● **Records to process**
Segment Open
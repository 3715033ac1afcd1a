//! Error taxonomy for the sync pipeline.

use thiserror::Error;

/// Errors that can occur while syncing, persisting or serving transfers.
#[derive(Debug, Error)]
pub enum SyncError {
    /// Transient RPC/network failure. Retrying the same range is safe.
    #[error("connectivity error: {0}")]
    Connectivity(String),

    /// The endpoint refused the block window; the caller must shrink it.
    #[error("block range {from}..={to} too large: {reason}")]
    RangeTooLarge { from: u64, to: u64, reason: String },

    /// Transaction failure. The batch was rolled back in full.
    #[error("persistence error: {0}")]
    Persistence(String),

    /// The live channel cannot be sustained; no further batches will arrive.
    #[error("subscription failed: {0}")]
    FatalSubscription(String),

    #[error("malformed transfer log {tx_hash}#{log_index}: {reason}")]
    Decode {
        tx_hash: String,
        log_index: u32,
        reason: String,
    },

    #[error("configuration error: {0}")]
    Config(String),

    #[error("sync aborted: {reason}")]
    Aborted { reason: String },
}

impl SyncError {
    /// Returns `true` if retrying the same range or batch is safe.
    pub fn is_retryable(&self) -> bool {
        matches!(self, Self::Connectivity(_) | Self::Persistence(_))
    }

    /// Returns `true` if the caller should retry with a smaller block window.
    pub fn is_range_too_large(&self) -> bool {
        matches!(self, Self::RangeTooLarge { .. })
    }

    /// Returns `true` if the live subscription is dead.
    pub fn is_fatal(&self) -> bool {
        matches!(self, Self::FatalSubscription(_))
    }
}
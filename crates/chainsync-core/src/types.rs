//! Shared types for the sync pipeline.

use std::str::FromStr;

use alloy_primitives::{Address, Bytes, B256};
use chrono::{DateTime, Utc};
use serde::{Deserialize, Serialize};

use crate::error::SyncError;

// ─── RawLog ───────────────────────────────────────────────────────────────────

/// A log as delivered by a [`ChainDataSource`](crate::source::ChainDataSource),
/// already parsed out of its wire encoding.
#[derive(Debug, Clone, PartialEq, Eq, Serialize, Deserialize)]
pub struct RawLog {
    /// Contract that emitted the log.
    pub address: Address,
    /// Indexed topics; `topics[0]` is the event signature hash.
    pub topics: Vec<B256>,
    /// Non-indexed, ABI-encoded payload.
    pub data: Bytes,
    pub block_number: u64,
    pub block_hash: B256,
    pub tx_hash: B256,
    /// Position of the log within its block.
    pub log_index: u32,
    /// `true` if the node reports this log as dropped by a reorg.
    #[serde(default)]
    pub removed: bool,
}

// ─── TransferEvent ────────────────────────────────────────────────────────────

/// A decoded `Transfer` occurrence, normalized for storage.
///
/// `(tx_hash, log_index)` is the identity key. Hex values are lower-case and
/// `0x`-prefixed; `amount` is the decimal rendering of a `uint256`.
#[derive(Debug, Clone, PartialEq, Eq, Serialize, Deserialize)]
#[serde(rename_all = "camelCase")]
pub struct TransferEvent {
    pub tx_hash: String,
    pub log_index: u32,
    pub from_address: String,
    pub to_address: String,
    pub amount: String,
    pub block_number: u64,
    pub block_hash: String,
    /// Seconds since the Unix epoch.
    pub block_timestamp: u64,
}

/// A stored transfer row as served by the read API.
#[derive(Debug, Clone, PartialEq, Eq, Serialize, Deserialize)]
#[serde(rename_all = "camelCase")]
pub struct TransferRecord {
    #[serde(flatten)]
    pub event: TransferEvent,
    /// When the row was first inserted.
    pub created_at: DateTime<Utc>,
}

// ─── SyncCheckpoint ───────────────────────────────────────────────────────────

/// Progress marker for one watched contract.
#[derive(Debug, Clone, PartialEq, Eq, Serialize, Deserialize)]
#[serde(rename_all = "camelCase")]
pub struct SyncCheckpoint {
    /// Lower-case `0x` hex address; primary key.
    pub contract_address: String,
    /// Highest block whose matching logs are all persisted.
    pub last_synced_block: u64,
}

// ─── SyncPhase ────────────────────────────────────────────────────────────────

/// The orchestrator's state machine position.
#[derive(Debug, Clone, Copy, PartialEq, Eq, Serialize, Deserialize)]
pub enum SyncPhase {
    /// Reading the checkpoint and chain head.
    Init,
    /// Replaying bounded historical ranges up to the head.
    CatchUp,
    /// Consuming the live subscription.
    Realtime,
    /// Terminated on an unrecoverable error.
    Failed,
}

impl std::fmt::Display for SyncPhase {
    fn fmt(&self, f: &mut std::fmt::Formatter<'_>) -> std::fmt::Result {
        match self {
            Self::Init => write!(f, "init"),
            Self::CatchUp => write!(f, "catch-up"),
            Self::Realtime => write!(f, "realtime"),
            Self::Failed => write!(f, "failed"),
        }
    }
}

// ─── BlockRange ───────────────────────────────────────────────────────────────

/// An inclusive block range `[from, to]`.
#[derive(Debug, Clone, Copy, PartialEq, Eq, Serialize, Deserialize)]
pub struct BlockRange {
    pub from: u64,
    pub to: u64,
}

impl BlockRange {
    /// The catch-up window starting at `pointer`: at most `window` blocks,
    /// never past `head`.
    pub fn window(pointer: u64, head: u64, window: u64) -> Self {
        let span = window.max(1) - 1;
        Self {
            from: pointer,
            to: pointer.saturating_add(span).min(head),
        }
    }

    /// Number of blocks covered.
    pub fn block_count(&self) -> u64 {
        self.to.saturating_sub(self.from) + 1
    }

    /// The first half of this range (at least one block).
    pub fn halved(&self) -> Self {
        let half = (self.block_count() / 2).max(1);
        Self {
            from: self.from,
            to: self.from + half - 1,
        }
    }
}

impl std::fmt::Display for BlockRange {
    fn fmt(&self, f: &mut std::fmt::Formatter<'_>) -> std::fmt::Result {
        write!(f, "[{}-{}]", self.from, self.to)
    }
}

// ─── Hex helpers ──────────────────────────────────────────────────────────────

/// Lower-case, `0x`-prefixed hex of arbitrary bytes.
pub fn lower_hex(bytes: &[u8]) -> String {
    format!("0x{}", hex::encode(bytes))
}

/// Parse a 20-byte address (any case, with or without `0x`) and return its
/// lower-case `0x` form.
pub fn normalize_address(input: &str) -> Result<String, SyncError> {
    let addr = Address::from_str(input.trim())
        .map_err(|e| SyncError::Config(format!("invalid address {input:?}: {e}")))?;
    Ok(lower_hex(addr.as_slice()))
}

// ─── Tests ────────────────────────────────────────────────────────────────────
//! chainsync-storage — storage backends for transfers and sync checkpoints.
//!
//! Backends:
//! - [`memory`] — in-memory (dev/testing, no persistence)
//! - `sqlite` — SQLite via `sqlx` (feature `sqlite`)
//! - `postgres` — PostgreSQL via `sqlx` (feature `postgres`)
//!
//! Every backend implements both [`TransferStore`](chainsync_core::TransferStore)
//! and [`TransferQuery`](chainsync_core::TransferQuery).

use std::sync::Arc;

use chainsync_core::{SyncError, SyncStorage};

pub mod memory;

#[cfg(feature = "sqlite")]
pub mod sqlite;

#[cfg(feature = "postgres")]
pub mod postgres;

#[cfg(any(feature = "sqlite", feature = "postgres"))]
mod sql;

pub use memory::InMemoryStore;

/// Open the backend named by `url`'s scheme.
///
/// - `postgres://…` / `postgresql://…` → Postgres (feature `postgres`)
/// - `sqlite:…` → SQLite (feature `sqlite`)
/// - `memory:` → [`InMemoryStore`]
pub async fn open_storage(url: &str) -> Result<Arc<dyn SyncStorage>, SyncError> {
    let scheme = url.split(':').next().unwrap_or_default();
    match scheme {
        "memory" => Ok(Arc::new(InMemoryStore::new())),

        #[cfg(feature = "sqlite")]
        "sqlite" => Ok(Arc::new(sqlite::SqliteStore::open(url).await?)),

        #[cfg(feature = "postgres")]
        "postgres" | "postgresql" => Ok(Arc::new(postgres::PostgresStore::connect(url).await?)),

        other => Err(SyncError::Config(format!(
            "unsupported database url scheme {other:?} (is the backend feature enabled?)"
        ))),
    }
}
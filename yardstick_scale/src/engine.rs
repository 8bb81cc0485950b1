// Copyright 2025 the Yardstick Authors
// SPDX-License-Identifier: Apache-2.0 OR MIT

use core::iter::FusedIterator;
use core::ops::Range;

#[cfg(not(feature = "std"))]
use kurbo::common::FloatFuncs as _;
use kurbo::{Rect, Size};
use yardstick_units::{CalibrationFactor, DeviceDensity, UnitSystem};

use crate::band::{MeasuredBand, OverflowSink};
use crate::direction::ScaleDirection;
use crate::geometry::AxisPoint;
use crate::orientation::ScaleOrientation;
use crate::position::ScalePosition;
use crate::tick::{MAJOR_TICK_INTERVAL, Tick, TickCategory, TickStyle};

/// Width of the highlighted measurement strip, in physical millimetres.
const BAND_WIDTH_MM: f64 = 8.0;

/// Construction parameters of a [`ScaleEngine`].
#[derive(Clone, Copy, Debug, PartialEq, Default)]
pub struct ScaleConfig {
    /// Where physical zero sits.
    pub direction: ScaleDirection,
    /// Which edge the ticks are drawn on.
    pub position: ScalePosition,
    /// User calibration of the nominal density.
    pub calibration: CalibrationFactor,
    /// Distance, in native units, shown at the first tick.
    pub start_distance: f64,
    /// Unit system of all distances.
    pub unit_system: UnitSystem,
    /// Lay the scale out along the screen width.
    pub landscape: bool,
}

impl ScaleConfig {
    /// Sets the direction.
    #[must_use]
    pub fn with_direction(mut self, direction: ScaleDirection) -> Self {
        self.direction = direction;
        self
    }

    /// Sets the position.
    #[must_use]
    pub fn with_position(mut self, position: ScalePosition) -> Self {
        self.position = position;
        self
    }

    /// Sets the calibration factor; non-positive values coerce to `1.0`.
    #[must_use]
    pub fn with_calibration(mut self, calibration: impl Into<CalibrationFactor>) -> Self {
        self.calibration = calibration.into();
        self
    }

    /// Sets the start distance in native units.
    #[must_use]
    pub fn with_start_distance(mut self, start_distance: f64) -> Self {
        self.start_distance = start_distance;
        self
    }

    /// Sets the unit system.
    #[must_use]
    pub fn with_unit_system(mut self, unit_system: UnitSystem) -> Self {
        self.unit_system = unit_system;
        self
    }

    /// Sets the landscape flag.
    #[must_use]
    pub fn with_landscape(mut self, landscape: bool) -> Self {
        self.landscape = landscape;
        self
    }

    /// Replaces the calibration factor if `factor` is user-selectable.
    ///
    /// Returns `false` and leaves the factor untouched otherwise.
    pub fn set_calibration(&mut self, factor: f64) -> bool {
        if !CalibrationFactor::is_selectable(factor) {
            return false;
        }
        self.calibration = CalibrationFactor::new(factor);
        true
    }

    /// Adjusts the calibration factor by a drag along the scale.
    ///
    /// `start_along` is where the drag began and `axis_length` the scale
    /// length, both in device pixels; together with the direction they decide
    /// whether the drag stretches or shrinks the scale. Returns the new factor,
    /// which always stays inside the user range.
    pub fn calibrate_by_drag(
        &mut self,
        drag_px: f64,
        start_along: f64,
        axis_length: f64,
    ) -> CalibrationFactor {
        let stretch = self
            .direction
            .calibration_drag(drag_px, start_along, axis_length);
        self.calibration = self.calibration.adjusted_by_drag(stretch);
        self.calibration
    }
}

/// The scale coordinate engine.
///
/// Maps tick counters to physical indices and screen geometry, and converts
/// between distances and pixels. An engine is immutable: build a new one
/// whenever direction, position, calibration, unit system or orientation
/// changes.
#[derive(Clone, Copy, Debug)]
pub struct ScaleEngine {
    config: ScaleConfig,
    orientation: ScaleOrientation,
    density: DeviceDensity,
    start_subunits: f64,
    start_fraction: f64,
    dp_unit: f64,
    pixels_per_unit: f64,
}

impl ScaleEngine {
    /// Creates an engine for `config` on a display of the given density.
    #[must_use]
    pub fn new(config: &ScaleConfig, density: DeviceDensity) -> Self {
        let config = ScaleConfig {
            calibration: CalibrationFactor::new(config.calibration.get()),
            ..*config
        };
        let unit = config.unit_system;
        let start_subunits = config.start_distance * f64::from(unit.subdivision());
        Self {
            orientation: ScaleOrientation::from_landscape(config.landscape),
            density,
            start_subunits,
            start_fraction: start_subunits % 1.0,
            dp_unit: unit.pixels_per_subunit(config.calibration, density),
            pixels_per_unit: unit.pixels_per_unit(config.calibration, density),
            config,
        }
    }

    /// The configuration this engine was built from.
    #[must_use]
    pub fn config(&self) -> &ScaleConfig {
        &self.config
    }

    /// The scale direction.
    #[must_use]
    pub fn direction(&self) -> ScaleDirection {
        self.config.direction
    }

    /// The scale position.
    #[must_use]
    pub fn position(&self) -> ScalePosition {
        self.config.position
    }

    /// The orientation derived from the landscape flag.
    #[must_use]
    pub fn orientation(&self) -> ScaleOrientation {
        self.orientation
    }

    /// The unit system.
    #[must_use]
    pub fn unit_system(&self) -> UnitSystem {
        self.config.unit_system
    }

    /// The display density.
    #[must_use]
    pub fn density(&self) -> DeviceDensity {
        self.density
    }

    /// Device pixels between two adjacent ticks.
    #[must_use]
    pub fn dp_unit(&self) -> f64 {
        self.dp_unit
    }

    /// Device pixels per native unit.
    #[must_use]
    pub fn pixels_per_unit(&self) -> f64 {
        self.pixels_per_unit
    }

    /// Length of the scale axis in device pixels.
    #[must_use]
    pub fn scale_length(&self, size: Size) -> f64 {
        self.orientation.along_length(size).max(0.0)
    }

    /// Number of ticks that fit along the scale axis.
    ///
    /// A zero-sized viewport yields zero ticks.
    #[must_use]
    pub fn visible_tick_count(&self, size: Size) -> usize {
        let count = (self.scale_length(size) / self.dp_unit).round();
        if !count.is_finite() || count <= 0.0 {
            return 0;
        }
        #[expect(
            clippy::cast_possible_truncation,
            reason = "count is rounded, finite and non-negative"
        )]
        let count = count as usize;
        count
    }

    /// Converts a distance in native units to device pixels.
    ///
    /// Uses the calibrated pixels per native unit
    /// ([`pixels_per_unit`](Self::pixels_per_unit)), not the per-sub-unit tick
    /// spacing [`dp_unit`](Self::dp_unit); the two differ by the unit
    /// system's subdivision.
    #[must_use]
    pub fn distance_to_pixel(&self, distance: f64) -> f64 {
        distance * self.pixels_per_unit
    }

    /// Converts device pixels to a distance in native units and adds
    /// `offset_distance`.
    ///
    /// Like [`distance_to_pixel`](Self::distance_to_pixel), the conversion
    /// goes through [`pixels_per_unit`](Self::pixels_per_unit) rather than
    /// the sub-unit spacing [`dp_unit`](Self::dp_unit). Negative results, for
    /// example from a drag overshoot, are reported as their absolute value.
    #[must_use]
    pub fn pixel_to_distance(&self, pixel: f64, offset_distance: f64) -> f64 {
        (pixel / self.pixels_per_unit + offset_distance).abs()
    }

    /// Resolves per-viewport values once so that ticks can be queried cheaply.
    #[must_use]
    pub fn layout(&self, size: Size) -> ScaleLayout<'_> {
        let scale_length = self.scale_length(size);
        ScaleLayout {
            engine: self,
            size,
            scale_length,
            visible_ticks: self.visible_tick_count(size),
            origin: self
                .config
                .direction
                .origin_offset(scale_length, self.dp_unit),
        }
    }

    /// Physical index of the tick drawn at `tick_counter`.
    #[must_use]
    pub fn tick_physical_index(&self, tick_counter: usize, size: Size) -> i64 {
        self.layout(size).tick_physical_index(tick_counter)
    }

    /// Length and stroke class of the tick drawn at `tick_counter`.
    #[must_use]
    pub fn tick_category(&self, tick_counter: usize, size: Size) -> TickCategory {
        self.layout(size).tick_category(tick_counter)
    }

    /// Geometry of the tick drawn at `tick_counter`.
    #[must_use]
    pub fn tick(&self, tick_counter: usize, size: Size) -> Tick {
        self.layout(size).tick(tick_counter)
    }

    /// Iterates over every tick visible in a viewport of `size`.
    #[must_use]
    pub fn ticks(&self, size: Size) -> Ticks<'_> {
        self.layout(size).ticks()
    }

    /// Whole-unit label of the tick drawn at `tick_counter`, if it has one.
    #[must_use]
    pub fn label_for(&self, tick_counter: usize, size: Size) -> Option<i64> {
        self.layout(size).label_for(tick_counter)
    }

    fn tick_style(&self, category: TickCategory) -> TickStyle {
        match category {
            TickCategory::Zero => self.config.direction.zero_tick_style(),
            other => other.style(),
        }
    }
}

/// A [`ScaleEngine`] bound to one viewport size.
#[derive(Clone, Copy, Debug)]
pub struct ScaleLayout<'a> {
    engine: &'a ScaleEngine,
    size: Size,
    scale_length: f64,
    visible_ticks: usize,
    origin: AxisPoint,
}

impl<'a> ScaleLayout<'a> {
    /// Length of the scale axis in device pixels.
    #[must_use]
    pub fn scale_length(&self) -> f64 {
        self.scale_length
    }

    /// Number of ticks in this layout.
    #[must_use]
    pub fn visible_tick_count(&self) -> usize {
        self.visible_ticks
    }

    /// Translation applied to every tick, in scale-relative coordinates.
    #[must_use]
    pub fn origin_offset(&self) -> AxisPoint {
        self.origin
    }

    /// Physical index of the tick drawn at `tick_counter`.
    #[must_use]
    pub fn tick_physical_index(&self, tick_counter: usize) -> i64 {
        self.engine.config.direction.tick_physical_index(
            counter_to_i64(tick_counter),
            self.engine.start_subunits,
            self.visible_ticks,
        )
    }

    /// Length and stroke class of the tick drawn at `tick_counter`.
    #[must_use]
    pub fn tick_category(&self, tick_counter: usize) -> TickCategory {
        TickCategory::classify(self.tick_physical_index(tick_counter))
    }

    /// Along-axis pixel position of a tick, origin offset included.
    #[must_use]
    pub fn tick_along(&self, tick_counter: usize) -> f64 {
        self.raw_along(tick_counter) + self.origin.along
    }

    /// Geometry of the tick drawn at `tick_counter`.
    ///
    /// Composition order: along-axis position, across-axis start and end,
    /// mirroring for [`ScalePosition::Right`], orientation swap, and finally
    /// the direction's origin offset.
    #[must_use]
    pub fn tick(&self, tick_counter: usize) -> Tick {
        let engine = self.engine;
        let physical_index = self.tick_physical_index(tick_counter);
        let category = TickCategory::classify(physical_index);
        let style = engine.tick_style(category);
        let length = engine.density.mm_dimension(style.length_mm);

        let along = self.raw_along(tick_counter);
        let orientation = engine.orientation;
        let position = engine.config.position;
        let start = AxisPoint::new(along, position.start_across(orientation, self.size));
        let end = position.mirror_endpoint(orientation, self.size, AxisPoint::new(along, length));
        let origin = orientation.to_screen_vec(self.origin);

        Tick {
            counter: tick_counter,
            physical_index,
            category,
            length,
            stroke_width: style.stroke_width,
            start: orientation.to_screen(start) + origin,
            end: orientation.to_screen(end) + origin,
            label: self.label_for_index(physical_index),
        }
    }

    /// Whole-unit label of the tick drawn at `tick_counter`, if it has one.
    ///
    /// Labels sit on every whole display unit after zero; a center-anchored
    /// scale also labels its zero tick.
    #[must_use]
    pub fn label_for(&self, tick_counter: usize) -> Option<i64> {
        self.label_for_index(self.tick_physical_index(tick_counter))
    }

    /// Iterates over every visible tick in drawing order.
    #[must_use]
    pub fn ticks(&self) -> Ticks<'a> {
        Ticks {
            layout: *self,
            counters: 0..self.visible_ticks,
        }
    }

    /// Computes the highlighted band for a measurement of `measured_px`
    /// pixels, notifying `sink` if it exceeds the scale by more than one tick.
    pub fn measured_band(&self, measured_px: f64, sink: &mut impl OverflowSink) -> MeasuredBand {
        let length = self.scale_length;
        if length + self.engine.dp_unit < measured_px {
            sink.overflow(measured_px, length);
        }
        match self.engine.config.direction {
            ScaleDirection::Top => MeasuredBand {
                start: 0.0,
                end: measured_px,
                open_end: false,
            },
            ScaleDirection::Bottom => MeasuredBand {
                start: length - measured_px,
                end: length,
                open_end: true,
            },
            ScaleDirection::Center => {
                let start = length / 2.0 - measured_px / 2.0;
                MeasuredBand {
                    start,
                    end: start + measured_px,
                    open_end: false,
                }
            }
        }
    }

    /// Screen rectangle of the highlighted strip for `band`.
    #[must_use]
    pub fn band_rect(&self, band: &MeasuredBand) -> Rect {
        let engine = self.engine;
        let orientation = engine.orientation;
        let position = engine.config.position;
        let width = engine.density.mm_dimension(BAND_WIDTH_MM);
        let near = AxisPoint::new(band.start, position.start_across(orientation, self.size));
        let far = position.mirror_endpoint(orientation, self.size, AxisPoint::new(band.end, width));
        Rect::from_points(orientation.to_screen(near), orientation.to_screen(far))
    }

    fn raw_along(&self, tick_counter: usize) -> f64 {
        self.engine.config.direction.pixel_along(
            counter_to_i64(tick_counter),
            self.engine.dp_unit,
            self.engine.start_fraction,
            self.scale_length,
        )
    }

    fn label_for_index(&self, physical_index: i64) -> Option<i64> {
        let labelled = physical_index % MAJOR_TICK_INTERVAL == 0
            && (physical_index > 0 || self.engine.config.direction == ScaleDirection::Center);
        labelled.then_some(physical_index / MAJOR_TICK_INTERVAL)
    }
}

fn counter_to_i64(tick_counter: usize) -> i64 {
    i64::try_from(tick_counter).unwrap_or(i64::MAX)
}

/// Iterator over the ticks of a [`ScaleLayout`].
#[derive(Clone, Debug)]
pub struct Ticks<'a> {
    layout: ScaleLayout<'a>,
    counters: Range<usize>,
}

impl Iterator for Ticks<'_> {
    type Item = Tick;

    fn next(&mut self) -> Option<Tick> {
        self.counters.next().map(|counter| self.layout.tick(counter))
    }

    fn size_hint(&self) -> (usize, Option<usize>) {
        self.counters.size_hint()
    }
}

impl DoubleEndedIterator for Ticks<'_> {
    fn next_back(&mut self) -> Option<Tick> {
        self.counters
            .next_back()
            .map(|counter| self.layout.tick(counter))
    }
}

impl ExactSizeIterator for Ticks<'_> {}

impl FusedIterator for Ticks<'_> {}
Segment Closed
● **What you are asked to do**
Search each line of the data above for "both", and copy the lines where it occurs.

● **Your solution**
//! Every backend implements both [`TransferStore`](chainsync_core::TransferStore)
    /// length, both in device pixels; together with the direction they decide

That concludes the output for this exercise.